Results and discussion
The facies cube contains 65% sandstone and 35% shale, with sand body orientation matching the 75° azimuth. Mean porosity from the model is 12% (range 3–25%). Validation against well data shows an average absolute deviation of 0.5%, well within petrophysical uncertainty. Average oil saturation in the oil zone is 81%, with a transition zone thickness of 2–3 m.

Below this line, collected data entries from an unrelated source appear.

//! The swatch-generation seam.
//!
//! Pixel clustering lives outside this crate. A [`SwatchProvider`] is bound
//! to one image and answers [`SwatchRequest`]s with a [`SwatchPalette`].

use crate::region::{ImageSize, Rect};

use super::filter::{allowed_by_all, SwatchFilter};
use super::named::NamedSwatches;
use super::swatch::Swatch;
use super::target;

/// Parameters for one generation pass.
#[derive(Debug, Clone, Default, PartialEq)]
#[cfg_attr(feature = "serde", derive(serde::Serialize, serde::Deserialize))]
pub struct SwatchRequest {
    /// Pixel bounds to sample, or the whole image when `None`.
    pub region: Option<Rect>,
    /// Downsample until the sampled area is at most this many pixels.
    pub resize_area: Option<u32>,
    /// Applied before any role is designated.
    pub filters: Vec<SwatchFilter>,
}

impl SwatchRequest {
    pub fn new(region: Option<Rect>, resize_area: Option<u32>) -> Self {
        Self {
            region,
            resize_area,
            filters: Vec::new(),
        }
    }

    pub fn with_filter(mut self, filter: SwatchFilter) -> Self {
        self.filters.push(filter);
        self
    }
}

/// The result of one generation pass.
#[derive(Debug, Clone, Default, PartialEq)]
#[cfg_attr(feature = "serde", derive(serde::Serialize, serde::Deserialize))]
pub struct SwatchPalette {
    swatches: Vec<Swatch>,
    named: NamedSwatches,
}

impl SwatchPalette {
    /// Pair a swatch list with a role assignment made elsewhere.
    pub fn new(swatches: Vec<Swatch>, named: NamedSwatches) -> Self {
        Self { swatches, named }
    }

    /// Designate roles over `swatches` by target scoring.
    ///
    /// The list must already be filtered; see [`SwatchPalette::filtered`].
    pub fn from_swatches(swatches: Vec<Swatch>) -> Self {
        let named = target::designate(&swatches);
        Self { swatches, named }
    }

    /// Drop swatches rejected by `filters`, then designate roles, so a
    /// rejected swatch can never become dominant.
    pub fn filtered(swatches: Vec<Swatch>, filters: &[SwatchFilter]) -> Self {
        let kept = swatches
            .into_iter()
            .filter(|swatch| allowed_by_all(filters, swatch))
            .collect();
        Self::from_swatches(kept)
    }

    #[inline]
    pub fn swatches(&self) -> &[Swatch] {
        &self.swatches
    }

    #[inline]
    pub fn named(&self) -> &NamedSwatches {
        &self.named
    }

    #[inline]
    pub fn dominant(&self) -> Option<Swatch> {
        self.named.dominant
    }
}

/// Produces swatches for regions of one image.
///
/// Implementations must be deterministic for identical requests and must
/// apply [`SwatchRequest::filters`] before designating roles. An image with
/// no sampled pixels yields an empty palette rather than an error.
pub trait SwatchProvider {
    /// Full pixel dimensions of the underlying image.
    fn image_size(&self) -> ImageSize;

    /// Run one generation pass.
    fn generate(&self, request: &SwatchRequest) -> SwatchPalette;
}

impl<P: SwatchProvider + ?Sized> SwatchProvider for &P {
    fn image_size(&self) -> ImageSize {
        (**self).image_size()
    }

    fn generate(&self, request: &SwatchRequest) -> SwatchPalette {
        (**self).generate(request)
    }
}

#[cfg(test)]
mod tests {
    use super::*;
    use crate::color::Rgb;

    #[test]
    fn test_filtered_removes_before_designation() {
        let white = Swatch::new(Rgb::WHITE, 1000);
        let blue = Swatch::new(Rgb::new(30, 80, 200), 100);

        let unfiltered = SwatchPalette::from_swatches(vec![white, blue]);
        assert_eq!(unfiltered.dominant(), Some(white));

        let palette = SwatchPalette::filtered(vec![white, blue], &[SwatchFilter::BlackOrWhite]);
        assert_eq!(palette.swatches(), &[blue]);
        assert_eq!(palette.dominant(), Some(blue));
    }

    #[test]
    fn test_request_builder() {
        let request = SwatchRequest::new(Some(Rect::new(0, 0, 10, 10)), Some(100))
            .with_filter(SwatchFilter::BlackOrWhite)
            .with_filter(SwatchFilter::exclude_hue(42.0));
        assert_eq!(request.filters.len(), 2);
        assert_eq!(request.resize_area, Some(100));
    }

    #[test]
    fn test_empty_palette_has_no_dominant() {
        let palette = SwatchPalette::filtered(Vec::new(), &[SwatchFilter::BlackOrWhite]);
        assert!(palette.swatches().is_empty());
        assert!(palette.named().is_empty());
    }
}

Reserve estimates are summarized in the Table 1.
Table 1.
Initial geological oil reserves of the Bobrikovsky horizon
|
Interval |
Geological reserves, 10⁶ m³ |
Geological reserves, 10⁶ tonnes |
Note |
|
Y_corr – Turne_corr |
19.8 |
16.8 |
Main oil‑bearing interval |
|
Turne_corr – Turne_bot |
5.6 |
4.8 |
Underlying interval |
|
Total |
25.0 |
21.3 |
STOIIP |
Collocated cokriging was preferred over neural network methods because of the limited number of wells (41), which makes neural networks prone to overfitting [9]. For comparison, neural network based lithology prediction in complex terrigenous reservoirs has been demonstrated elsewhere [5]. The correlation R = 0.61 is sufficient for cokriging, although further improvement could be achieved by spectral decomposition or multi attribute regression [6, 8].
Limitations of this study include moderate well density, regional quality seismic data, and a deterministic single realization model (uncertainty analysis was not performed). Nevertheless, comprehensive validation (depth error <20 cm, consistency of the OWC, geological plausibility of property distributions) confirms that the model is suitable for practical applications such as infill well placement and dynamic reservoir simulation.
Conclusion
The main results of this study are as follows:
- For the first time in the study area, a quantitative relationship between acoustic impedance and porosity of the Bobrikovsky horizon was established (R = 0.61), allowing AI to be used as a secondary variable in cokriging [6, 8].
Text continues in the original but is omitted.